- [PROBLEM STATEMENT] Copies of all lines containing the string "TimeWindow" are needed from the data below.

[Records from a dataset]
···

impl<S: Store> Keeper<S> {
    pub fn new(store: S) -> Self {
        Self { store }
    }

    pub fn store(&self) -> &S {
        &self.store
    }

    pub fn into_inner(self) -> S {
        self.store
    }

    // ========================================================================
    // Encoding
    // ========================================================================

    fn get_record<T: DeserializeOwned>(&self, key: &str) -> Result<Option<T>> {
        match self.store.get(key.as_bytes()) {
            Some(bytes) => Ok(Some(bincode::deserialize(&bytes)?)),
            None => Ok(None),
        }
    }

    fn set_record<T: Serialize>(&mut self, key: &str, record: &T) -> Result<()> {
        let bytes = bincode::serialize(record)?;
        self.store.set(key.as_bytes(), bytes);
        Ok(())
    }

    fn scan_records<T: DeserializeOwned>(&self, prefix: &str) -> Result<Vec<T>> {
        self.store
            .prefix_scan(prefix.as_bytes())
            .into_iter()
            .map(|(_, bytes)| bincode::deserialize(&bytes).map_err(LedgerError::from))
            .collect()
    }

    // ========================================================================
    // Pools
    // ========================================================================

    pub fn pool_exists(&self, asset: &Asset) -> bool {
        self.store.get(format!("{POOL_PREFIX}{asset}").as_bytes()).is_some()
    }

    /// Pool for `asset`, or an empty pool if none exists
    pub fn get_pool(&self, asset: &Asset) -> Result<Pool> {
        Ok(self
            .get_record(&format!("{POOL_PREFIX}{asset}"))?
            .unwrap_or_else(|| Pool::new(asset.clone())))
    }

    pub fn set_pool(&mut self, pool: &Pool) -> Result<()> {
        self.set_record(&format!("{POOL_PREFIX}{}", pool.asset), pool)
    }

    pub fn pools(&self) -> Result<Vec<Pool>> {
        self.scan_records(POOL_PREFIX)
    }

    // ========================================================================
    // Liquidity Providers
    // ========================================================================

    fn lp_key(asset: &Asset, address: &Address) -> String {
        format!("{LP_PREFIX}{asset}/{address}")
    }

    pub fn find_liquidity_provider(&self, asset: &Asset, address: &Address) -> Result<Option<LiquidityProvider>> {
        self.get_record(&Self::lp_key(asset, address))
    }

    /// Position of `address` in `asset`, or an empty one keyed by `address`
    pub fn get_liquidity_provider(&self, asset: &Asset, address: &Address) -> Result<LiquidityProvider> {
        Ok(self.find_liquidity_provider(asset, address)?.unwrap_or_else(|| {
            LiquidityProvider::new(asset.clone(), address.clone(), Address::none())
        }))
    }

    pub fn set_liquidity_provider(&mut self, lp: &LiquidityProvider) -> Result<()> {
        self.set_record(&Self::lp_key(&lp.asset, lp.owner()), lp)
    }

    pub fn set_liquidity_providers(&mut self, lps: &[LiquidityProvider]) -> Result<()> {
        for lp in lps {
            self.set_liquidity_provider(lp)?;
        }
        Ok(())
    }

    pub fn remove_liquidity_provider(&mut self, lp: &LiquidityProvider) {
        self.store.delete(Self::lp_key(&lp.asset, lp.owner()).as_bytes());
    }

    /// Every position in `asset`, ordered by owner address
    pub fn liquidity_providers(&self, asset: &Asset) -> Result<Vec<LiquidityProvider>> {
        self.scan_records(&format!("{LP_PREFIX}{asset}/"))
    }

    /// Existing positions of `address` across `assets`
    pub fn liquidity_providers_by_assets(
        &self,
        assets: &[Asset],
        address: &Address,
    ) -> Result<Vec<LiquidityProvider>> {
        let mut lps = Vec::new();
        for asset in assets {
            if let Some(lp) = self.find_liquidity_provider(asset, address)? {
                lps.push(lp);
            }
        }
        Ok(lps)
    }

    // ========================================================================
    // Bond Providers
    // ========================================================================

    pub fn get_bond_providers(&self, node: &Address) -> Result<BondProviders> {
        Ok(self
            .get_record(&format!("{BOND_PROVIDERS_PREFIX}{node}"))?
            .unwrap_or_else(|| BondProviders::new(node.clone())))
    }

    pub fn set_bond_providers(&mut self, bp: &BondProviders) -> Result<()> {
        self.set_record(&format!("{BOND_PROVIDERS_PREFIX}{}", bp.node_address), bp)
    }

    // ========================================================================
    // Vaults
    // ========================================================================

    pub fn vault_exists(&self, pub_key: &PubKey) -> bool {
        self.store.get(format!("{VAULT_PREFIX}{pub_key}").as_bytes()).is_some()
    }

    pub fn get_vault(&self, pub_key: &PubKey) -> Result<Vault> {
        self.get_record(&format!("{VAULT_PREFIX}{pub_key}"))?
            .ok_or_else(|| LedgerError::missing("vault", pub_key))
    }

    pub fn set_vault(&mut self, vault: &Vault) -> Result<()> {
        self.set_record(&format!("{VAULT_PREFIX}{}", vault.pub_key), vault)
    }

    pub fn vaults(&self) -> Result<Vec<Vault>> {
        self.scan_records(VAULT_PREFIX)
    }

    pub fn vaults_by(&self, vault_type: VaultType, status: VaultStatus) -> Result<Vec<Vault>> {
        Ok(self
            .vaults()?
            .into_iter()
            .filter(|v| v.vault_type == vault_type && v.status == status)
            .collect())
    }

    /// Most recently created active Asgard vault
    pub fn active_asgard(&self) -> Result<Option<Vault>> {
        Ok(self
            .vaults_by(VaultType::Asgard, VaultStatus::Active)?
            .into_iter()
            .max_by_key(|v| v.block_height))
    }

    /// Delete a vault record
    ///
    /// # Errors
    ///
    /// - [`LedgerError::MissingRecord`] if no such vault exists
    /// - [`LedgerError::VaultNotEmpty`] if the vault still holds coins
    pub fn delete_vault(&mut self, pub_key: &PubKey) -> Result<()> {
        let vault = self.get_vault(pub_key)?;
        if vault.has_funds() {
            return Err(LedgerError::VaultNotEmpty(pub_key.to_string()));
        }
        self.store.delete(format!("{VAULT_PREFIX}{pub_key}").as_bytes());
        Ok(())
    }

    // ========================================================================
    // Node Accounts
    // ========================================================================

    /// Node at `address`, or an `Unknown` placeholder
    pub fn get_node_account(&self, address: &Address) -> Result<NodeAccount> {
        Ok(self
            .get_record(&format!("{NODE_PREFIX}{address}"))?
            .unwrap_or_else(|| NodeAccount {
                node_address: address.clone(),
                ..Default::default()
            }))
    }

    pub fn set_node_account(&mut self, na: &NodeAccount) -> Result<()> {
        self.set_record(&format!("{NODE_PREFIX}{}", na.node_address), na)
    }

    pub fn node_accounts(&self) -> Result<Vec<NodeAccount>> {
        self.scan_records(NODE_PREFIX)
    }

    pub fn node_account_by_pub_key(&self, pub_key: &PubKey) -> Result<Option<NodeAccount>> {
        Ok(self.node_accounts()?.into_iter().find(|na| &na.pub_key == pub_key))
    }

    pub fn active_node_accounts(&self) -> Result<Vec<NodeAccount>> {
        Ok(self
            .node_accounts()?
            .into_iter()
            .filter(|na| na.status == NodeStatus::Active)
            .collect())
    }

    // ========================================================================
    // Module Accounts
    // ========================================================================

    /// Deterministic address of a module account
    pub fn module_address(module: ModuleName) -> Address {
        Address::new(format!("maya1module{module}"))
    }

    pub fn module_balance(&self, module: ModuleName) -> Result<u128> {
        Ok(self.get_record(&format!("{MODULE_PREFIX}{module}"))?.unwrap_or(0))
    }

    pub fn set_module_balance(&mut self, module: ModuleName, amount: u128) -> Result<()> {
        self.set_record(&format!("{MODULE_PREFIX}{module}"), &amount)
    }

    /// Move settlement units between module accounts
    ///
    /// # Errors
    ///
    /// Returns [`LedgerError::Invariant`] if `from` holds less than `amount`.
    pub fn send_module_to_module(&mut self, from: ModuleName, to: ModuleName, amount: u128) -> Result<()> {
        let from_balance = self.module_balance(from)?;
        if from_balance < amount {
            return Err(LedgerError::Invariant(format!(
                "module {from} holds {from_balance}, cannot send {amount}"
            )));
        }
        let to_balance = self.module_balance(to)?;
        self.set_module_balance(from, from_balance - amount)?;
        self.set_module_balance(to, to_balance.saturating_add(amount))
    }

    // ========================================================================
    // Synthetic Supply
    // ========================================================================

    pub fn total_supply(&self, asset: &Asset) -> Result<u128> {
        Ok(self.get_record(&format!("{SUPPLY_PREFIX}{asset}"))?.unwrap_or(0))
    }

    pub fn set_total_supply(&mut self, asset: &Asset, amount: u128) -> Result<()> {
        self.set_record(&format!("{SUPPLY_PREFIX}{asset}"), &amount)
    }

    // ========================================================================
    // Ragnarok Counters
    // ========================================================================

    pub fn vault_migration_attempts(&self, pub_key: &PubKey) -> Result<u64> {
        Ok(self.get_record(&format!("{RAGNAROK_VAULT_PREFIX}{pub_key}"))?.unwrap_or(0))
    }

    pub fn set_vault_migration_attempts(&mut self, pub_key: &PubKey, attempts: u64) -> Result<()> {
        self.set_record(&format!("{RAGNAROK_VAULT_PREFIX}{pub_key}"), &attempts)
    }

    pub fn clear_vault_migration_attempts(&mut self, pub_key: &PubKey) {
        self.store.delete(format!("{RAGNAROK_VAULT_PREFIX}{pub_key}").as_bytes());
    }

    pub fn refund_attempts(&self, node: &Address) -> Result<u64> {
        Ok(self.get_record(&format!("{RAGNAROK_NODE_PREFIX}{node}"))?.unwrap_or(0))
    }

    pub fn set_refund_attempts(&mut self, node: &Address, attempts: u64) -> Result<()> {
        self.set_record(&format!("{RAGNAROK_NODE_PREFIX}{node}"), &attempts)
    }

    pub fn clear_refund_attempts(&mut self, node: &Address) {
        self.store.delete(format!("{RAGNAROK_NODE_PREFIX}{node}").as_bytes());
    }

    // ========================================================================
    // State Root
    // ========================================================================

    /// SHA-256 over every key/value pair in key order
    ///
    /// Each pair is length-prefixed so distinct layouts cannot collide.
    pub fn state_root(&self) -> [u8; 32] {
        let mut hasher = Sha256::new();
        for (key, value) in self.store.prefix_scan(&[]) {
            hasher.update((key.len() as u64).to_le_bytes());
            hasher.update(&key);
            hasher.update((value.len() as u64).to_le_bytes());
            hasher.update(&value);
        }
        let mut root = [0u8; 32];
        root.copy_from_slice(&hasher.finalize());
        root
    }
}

···

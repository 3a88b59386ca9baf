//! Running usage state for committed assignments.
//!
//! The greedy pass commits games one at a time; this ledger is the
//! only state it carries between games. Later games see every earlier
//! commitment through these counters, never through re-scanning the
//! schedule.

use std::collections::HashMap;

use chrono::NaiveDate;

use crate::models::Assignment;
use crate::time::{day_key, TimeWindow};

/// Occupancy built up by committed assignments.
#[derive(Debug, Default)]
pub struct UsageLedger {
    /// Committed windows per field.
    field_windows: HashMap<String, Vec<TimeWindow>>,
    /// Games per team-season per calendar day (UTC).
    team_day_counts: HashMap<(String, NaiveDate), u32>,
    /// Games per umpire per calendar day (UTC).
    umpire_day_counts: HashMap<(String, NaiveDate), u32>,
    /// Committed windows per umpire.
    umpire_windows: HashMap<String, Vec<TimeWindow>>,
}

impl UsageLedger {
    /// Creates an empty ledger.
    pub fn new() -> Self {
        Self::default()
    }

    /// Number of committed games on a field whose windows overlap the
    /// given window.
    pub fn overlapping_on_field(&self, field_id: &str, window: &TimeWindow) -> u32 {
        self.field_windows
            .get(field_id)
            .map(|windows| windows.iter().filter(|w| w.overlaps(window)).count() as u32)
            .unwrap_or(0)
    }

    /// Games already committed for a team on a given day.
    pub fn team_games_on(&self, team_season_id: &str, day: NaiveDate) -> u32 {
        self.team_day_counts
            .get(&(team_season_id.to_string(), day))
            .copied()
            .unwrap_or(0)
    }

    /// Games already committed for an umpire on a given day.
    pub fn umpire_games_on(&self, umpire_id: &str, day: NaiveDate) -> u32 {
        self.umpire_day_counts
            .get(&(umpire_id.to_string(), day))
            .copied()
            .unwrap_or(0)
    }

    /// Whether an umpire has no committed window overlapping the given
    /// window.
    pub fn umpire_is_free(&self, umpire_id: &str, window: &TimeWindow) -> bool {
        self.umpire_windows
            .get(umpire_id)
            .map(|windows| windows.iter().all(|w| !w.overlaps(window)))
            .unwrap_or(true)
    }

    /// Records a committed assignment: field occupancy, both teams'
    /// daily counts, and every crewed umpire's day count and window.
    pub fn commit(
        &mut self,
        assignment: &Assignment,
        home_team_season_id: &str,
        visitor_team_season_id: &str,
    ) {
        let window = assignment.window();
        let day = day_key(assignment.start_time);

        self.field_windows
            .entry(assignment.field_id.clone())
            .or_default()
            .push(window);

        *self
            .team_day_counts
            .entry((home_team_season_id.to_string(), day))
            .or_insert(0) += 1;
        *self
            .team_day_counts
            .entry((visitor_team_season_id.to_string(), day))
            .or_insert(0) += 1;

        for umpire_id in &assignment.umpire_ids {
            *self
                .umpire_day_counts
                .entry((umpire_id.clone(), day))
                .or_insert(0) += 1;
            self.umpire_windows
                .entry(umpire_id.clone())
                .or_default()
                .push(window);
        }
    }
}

···

- [ANSWER BELOW]
use crate::time::{day_key, TimeWindow};
    field_windows: HashMap<String, Vec<TimeWindow>>,
    umpire_windows: HashMap<String, Vec<TimeWindow>>,
    pub fn overlapping_on_field(&self, field_id: &str, window: &TimeWindow) -> u32 {
    pub fn umpire_is_free(&self, umpire_id: &str, window: &TimeWindow) -> bool {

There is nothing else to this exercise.